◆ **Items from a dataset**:

==================================================

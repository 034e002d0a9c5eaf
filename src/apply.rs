use crate::action::DocAction;
use crate::cell::CellValue;
use crate::table::TableData;
use std::collections::BTreeMap;

/// Applies one action to an in-memory working set of tables.
///
/// Used when reconstructing row snapshots: the working set starts from a
/// filtered fetch, is rolled back through the undo log, then replayed through
/// the forward log. The logs come from the server and are internally
/// consistent, so application is tolerant: a mutation against a missing table
/// or row is a no-op rather than an error.
pub fn apply_action(tables: &mut BTreeMap<String, TableData>, action: &DocAction) {
    match action {
        DocAction::AddRecord {
            table_id,
            row_id,
            values,
        } => {
            let table = table_entry(tables, table_id);
            add_row(table, *row_id, values);
        }
        DocAction::BulkAddRecord {
            table_id,
            row_ids,
            columns,
        } => {
            let table = table_entry(tables, table_id);
            for (i, row_id) in row_ids.iter().enumerate() {
                let values: BTreeMap<String, CellValue> = columns
                    .iter()
                    .filter_map(|(col, vals)| vals.get(i).map(|v| (col.clone(), v.clone())))
                    .collect();
                add_row(table, *row_id, &values);
            }
        }
        DocAction::ReplaceTableData {
            table_id,
            row_ids,
            columns,
        } => {
            let table = table_entry(tables, table_id);
            table.row_ids.clear();
            for values in table.columns.values_mut() {
                values.clear();
            }
            for (i, row_id) in row_ids.iter().enumerate() {
                let values: BTreeMap<String, CellValue> = columns
                    .iter()
                    .filter_map(|(col, vals)| vals.get(i).map(|v| (col.clone(), v.clone())))
                    .collect();
                add_row(table, *row_id, &values);
            }
        }
        DocAction::UpdateRecord {
            table_id,
            row_id,
            values,
        } => {
            let table = table_entry(tables, table_id);
            update_row(table, *row_id, values);
        }
        DocAction::BulkUpdateRecord {
            table_id,
            row_ids,
            columns,
        } => {
            let table = table_entry(tables, table_id);
            for (i, row_id) in row_ids.iter().enumerate() {
                let values: BTreeMap<String, CellValue> = columns
                    .iter()
                    .filter_map(|(col, vals)| vals.get(i).map(|v| (col.clone(), v.clone())))
                    .collect();
                update_row(table, *row_id, &values);
            }
        }
        DocAction::RemoveRecord { table_id, row_id } => {
            let table = table_entry(tables, table_id);
            remove_row(table, *row_id);
        }
        DocAction::BulkRemoveRecord { table_id, row_ids } => {
            let table = table_entry(tables, table_id);
            for row_id in row_ids {
                remove_row(table, *row_id);
            }
        }
        DocAction::AddTable { table_id, columns } => {
            let mut data = TableData::new(table_id);
            for col in columns {
                data.columns.insert(col.col_id.clone(), Vec::new());
            }
            tables.insert(table_id.clone(), data);
        }
        DocAction::RemoveTable { table_id } => {
            tables.remove(table_id);
        }
        DocAction::RenameTable {
            old_table_id,
            new_table_id,
        } => {
            if let Some(mut data) = tables.remove(old_table_id) {
                data.table_id = new_table_id.clone();
                tables.insert(new_table_id.clone(), data);
            }
        }
        DocAction::AddColumn {
            table_id, col_id, ..
        } => {
            let table = table_entry(tables, table_id);
            let filler = vec![CellValue::Null; table.row_ids.len()];
            table.columns.entry(col_id.clone()).or_insert(filler);
        }
        DocAction::RemoveColumn { table_id, col_id } => {
            let table = table_entry(tables, table_id);
            table.columns.remove(col_id);
        }
        DocAction::RenameColumn {
            table_id,
            old_col_id,
            new_col_id,
        } => {
            let table = table_entry(tables, table_id);
            if let Some(values) = table.columns.remove(old_col_id) {
                table.columns.insert(new_col_id.clone(), values);
            }
        }
        // Column metadata changes do not touch stored cells.
        DocAction::ModifyColumn { .. } => {}
    }
}

pub fn apply_actions(tables: &mut BTreeMap<String, TableData>, actions: &[DocAction]) {
    for action in actions {
        apply_action(tables, action);
    }
}

fn table_entry<'a>(
    tables: &'a mut BTreeMap<String, TableData>,
    table_id: &str,
) -> &'a mut TableData {
    tables
        .entry(table_id.to_string())
        .or_insert_with(|| TableData::new(table_id))
}

fn add_row(table: &mut TableData, row_id: i64, values: &BTreeMap<String, CellValue>) {
    if table.row_index(row_id).is_some() {
        update_row(table, row_id, values);
        return;
    }
    table.row_ids.push(row_id);
    let len = table.row_ids.len();
    for (col, vals) in table.columns.iter_mut() {
        vals.resize(len - 1, CellValue::Null);
        vals.push(values.get(col).cloned().unwrap_or(CellValue::Null));
    }
    for (col, value) in values {
        if !table.columns.contains_key(col) {
            let mut vals = vec![CellValue::Null; len - 1];
            vals.push(value.clone());
            table.columns.insert(col.clone(), vals);
        }
    }
}

fn update_row(table: &mut TableData, row_id: i64, values: &BTreeMap<String, CellValue>) {
    let Some(row) = table.row_index(row_id) else {
        return;
    };
    let len = table.row_ids.len();
    for (col, value) in values {
        let vals = table
            .columns
            .entry(col.clone())
            .or_insert_with(|| vec![CellValue::Null; len]);
        vals.resize(len, CellValue::Null);
        vals[row] = value.clone();
    }
}

fn remove_row(table: &mut TableData, row_id: i64) {
    let Some(row) = table.row_index(row_id) else {
        return;
    };
    table.row_ids.remove(row);
    for vals in table.columns.values_mut() {
        if row < vals.len() {
            vals.remove(row);
        }
    }
}

#[cfg(test)]
mod tests {
    use super::{apply_action, apply_actions};
    use crate::action::DocAction;
    use crate::cell::CellValue;
    use crate::table::TableData;
    use std::collections::BTreeMap;

    fn seed() -> BTreeMap<String, TableData> {
        let mut t = TableData::new("T");
        t.row_ids = vec![1, 2];
        t.columns.insert(
            "owner".into(),
            vec![CellValue::text("alice"), CellValue::text("bob")],
        );
        BTreeMap::from([("T".to_string(), t)])
    }

    #[test]
    fn update_then_remove_round_trips() {
        let mut tables = seed();
        apply_actions(
            &mut tables,
            &[
                DocAction::UpdateRecord {
                    table_id: "T".into(),
                    row_id: 2,
                    values: BTreeMap::from([("owner".into(), CellValue::text("carol"))]),
                },
                DocAction::RemoveRecord {
                    table_id: "T".into(),
                    row_id: 1,
                },
            ],
        );
        let t = &tables["T"];
        assert_eq!(t.row_ids, vec![2]);
        assert_eq!(t.cell("owner", 0), Some(&CellValue::text("carol")));
    }

    #[test]
    fn add_record_backfills_new_columns() {
        let mut tables = seed();
        apply_action(
            &mut tables,
            &DocAction::AddRecord {
                table_id: "T".into(),
                row_id: 3,
                values: BTreeMap::from([("stage".into(), CellValue::Int(1))]),
            },
        );
        let t = &tables["T"];
        assert_eq!(t.row_ids, vec![1, 2, 3]);
        assert_eq!(t.cell("stage", 0), Some(&CellValue::Null));
        assert_eq!(t.cell("stage", 2), Some(&CellValue::Int(1)));
        assert_eq!(t.cell("owner", 2), Some(&CellValue::Null));
    }

    #[test]
    fn rename_table_moves_working_set_entry() {
        let mut tables = seed();
        apply_action(
            &mut tables,
            &DocAction::RenameTable {
                old_table_id: "T".into(),
                new_table_id: "Leads".into(),
            },
        );
        assert!(!tables.contains_key("T"));
        assert_eq!(tables["Leads"].table_id, "Leads");
    }

    #[test]
    fn mutations_against_missing_rows_are_no_ops() {
        let mut tables = seed();
        apply_action(
            &mut tables,
            &DocAction::RemoveRecord {
                table_id: "T".into(),
                row_id: 99,
            },
        );
        assert_eq!(tables["T"].row_ids, vec![1, 2]);
    }
}
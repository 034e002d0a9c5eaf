use compact_str::CompactString;
use serde::{Deserialize, Serialize};
use std::cmp::Ordering;

/// Row identifier within a table. Zero is never a live row; censoring uses it
/// as the null reference.
pub type RowId = i64;

#[derive(Debug, Clone, Serialize, Deserialize)]
pub enum CellValue {
    Null,
    Bool(bool),
    Int(i64),
    Float(f64),
    Text(CompactString),
    /// Reference to a row of another table.
    Reference(RowId),
    List(Vec<CellValue>),
    /// Sentinel delivered in place of cell contents the recipient may not see.
    Censored,
}

impl CellValue {
    pub fn text(s: &str) -> Self {
        CellValue::Text(s.into())
    }

    pub fn is_null(&self) -> bool {
        matches!(self, CellValue::Null)
    }

    /// JSON image of the value, as seen by lookup-key normalization and by
    /// record serialization. References carry just the row id.
    pub fn to_json(&self) -> serde_json::Value {
        match self {
            CellValue::Null | CellValue::Censored => serde_json::Value::Null,
            CellValue::Bool(b) => serde_json::Value::Bool(*b),
            CellValue::Int(v) => serde_json::Value::from(*v),
            CellValue::Float(v) => {
                serde_json::Number::from_f64(*v).map_or(serde_json::Value::Null, Into::into)
            }
            CellValue::Text(s) => serde_json::Value::String(s.to_string()),
            CellValue::Reference(r) => serde_json::Value::from(*r),
            CellValue::List(items) => {
                serde_json::Value::Array(items.iter().map(CellValue::to_json).collect())
            }
        }
    }

    fn kind_rank(&self) -> u8 {
        match self {
            CellValue::Null => 0,
            CellValue::Bool(_) => 1,
            CellValue::Int(_) => 2,
            CellValue::Float(_) => 3,
            CellValue::Text(_) => 4,
            CellValue::Reference(_) => 5,
            CellValue::List(_) => 6,
            CellValue::Censored => 7,
        }
    }
}

impl PartialEq for CellValue {
    fn eq(&self, other: &Self) -> bool {
        self.cmp(other) == Ordering::Equal
    }
}

impl Eq for CellValue {}

impl PartialOrd for CellValue {
    fn partial_cmp(&self, other: &Self) -> Option<Ordering> {
        Some(self.cmp(other))
    }
}

impl Ord for CellValue {
    fn cmp(&self, other: &Self) -> Ordering {
        let rank_cmp = self.kind_rank().cmp(&other.kind_rank());
        if rank_cmp != Ordering::Equal {
            return rank_cmp;
        }
        match (self, other) {
            (CellValue::Null, CellValue::Null) => Ordering::Equal,
            (CellValue::Bool(a), CellValue::Bool(b)) => a.cmp(b),
            (CellValue::Int(a), CellValue::Int(b)) => a.cmp(b),
            (CellValue::Float(a), CellValue::Float(b)) => a.total_cmp(b),
            (CellValue::Text(a), CellValue::Text(b)) => a.cmp(b),
            (CellValue::Reference(a), CellValue::Reference(b)) => a.cmp(b),
            (CellValue::List(a), CellValue::List(b)) => a.cmp(b),
            (CellValue::Censored, CellValue::Censored) => Ordering::Equal,
            _ => Ordering::Equal,
        }
    }
}

impl From<bool> for CellValue {
    fn from(v: bool) -> Self {
        CellValue::Bool(v)
    }
}

impl From<i64> for CellValue {
    fn from(v: i64) -> Self {
        CellValue::Int(v)
    }
}

impl From<f64> for CellValue {
    fn from(v: f64) -> Self {
        CellValue::Float(v)
    }
}

impl From<&str> for CellValue {
    fn from(v: &str) -> Self {
        CellValue::Text(v.into())
    }
}

impl From<String> for CellValue {
    fn from(v: String) -> Self {
        CellValue::Text(v.into())
    }
}

#[cfg(test)]
mod tests {
    use super::CellValue;

    #[test]
    fn ordering_is_total_across_kinds() {
        let mut values = vec![
            CellValue::text("b"),
            CellValue::Int(2),
            CellValue::Null,
            CellValue::Float(f64::NAN),
            CellValue::Bool(true),
            CellValue::Reference(7),
        ];
        values.sort();
        assert_eq!(values[0], CellValue::Null);
        assert_eq!(values[1], CellValue::Bool(true));
        // NaN compares via total order rather than poisoning the sort.
        assert!(values.iter().any(|v| matches!(v, CellValue::Float(_))));
    }

    #[test]
    fn json_image_collapses_reference_to_id() {
        assert_eq!(CellValue::Reference(12).to_json(), serde_json::json!(12));
        assert_eq!(CellValue::Censored.to_json(), serde_json::Value::Null);
        assert_eq!(
            CellValue::List(vec![CellValue::Int(1), CellValue::text("x")]).to_json(),
            serde_json::json!([1, "x"])
        );
    }
}
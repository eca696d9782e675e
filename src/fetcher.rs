// file: src/fetcher.rs
// description: HTTP retrieval of the SDN advanced export
// reference: https://sanctionslistservice.ofac.treas.gov

use crate::error::{Result, SdnError};
use crate::extractor::extract_bitcoin_addresses;
use reqwest::Client;
use tracing::{debug, info};

/// Public OFAC endpoint serving the advanced SDN XML export.
pub const SDN_URL: &str =
    "https://sanctionslistservice.ofac.treas.gov/api/publicationpreview/exports/sdn_advanced.xml";

/// Fetches the SDN export over HTTPS and hands it to the extractor.
///
/// No retry, no caching, no internal timeout; callers wanting bounded latency
/// wrap the call in their own deadline.
pub struct SdnFetcher {
    client: Client,
    url: String,
}

impl SdnFetcher {
    pub fn new() -> Self {
        Self::with_url(SDN_URL)
    }

    pub fn with_url(url: impl Into<String>) -> Self {
        Self {
            client: Client::new(),
            url: url.into(),
        }
    }

    pub fn url(&self) -> &str {
        &self.url
    }

    /// Downloads the raw export body.
    pub async fn fetch_document(&self) -> Result<String> {
        debug!("fetching SDN export from {}", self.url);

        let response = self.client.get(&self.url).send().await?;
        if !response.status().is_success() {
            return Err(SdnError::Status(response.status()));
        }

        let body = response.text().await?;
        debug!("fetched SDN export, {} bytes", body.len());
        Ok(body)
    }

    /// Fetches the export and extracts the sanctioned Bitcoin addresses.
    pub async fn fetch_bitcoin_addresses(&self) -> Result<Vec<String>> {
        let document = self.fetch_document().await?;
        let addresses = extract_bitcoin_addresses(&document)?;
        info!("SDN export yielded {} sanctioned Bitcoin addresses", addresses.len());
        Ok(addresses)
    }
}

impl Default for SdnFetcher {
    fn default() -> Self {
        Self::new()
    }
}
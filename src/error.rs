// file: src/error.rs
// description: Custom error types and result type aliases
// reference: https://docs.rs/thiserror

use thiserror::Error;

pub type Result<T> = std::result::Result<T, SdnError>;

#[derive(Error, Debug)]
pub enum SdnError {
    #[error("feature type labeled {0:?} not found in SDN export")]
    CategoryNotFound(String),

    #[error("SDN fetch failed: {0}")]
    Fetch(#[from] reqwest::Error),

    #[error("SDN endpoint returned status {0}")]
    Status(reqwest::StatusCode),

    #[error("Configuration error: {0}")]
    Config(String),

    #[error("Release step failed: {0}")]
    Release(String),

    #[error("IO error: {0}")]
    Io(#[from] std::io::Error),
}
// file: src/utils/logging.rs
// description: Tracing subscriber initialization with optional ANSI coloring

use colored::*;
use tracing_subscriber::{EnvFilter, fmt, prelude::*};

pub fn init_logger(colored_output: bool, verbose: bool) {
    let level = if verbose { "debug" } else { "info" };
    let filter = EnvFilter::new(level);

    let fmt_layer = fmt::layer()
        .with_target(false)
        .with_thread_ids(false)
        .with_thread_names(false)
        .with_file(true)
        .with_line_number(true)
        .compact()
        .with_ansi(colored_output);

    tracing_subscriber::registry()
        .with(filter)
        .with(fmt_layer)
        .init();
}

pub fn format_success(msg: &str) -> String {
    format!("{} {}", "✓".green().bold(), msg.green())
}

pub fn format_error(msg: &str) -> String {
    format!("{} {}", "✗".red().bold(), msg.red())
}

pub fn format_info(msg: &str) -> String {
    format!("{} {}", "ℹ".blue().bold(), msg)
}
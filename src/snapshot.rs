// file: src/snapshot.rs
// description: bundled static snapshot of sanctioned Bitcoin addresses
// reference: pre-generated from a prior fetch of the SDN export

use lazy_static::lazy_static;

static RAW_SNAPSHOT: &str = include_str!("data/addresses.json");

lazy_static! {
    static ref ADDRESSES: Vec<String> =
        serde_json::from_str(RAW_SNAPSHOT).expect("bundled snapshot is valid JSON");
}

/// The sanctioned Bitcoin addresses captured at the last snapshot refresh.
///
/// This is pre-validated data committed at build time; unlike the live fetch
/// it cannot fail at runtime.
pub fn bitcoin_addresses() -> &'static [String] {
    &ADDRESSES
}

/// Number of addresses in the bundled snapshot, as reported to the release
/// pipeline.
pub fn address_count() -> usize {
    ADDRESSES.len()
}
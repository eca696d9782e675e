// file: src/extractor/patterns.rs
// description: compiled regex patterns for SDN feature extraction
// reference: https://docs.rs/regex

use lazy_static::lazy_static;
use regex::Regex;

/// Closing marker that bounds a single feature record.
pub const FEATURE_END: &str = "</Feature>";

lazy_static! {
    // Inner value of a feature record; non-greedy so the first VersionDetail
    // in the segment wins, matching within a single line only.
    pub static ref VERSION_DETAIL: Regex = Regex::new(
        r"<VersionDetail[^>]*>(.*?)</VersionDetail>"
    ).expect("VERSION_DETAIL regex is valid");
}

/// Builds the declaration pattern for a feature type with the given
/// human-readable label. The numeric ID is the single capture group.
pub fn feature_type_declaration(label: &str) -> Regex {
    let pattern = format!(
        r#"<FeatureType ID="(\d+)"[^>]*>{}</FeatureType>"#,
        regex::escape(label)
    );
    Regex::new(&pattern).expect("feature type declaration regex is valid")
}

/// Marker that tags a feature record with a feature type ID. The closing
/// quote is part of the needle so ID 7 never matches ID 77.
pub fn feature_type_reference(id: &str) -> String {
    format!(r#"FeatureTypeID="{}""#, id)
}

#[cfg(test)]
mod tests {
    use super::*;

    #[test]
    fn test_declaration_captures_id() {
        let re = feature_type_declaration("Digital Currency Address - XBT");
        let caps = re
            .captures(r#"<FeatureType ID="344" SomeAttr="x">Digital Currency Address - XBT</FeatureType>"#)
            .unwrap();
        assert_eq!(&caps[1], "344");
    }

    #[test]
    fn test_declaration_escapes_label() {
        let re = feature_type_declaration("Digital Currency Address - XBT");
        assert!(!re.is_match(r#"<FeatureType ID="344">Digital Currency Address + XBT</FeatureType>"#));
    }

    #[test]
    fn test_reference_includes_closing_quote() {
        assert_eq!(feature_type_reference("7"), r#"FeatureTypeID="7""#);
    }

    #[test]
    fn test_version_detail_pattern() {
        let caps = VERSION_DETAIL
            .captures(r#"<VersionDetail DetailTypeID="1432">1A1zP1eP5QGefi2DMPTfTL5SLmv7DivfNa</VersionDetail>"#)
            .unwrap();
        assert_eq!(&caps[1], "1A1zP1eP5QGefi2DMPTfTL5SLmv7DivfNa");
    }
}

==================================================

◆ **Exercise objective**: Lines containing the word "super" must be found in the data above and copied.

◆ **Answer space**:
    use super::{apply_action, apply_actions};
    use super::CellValue;
    use super::*;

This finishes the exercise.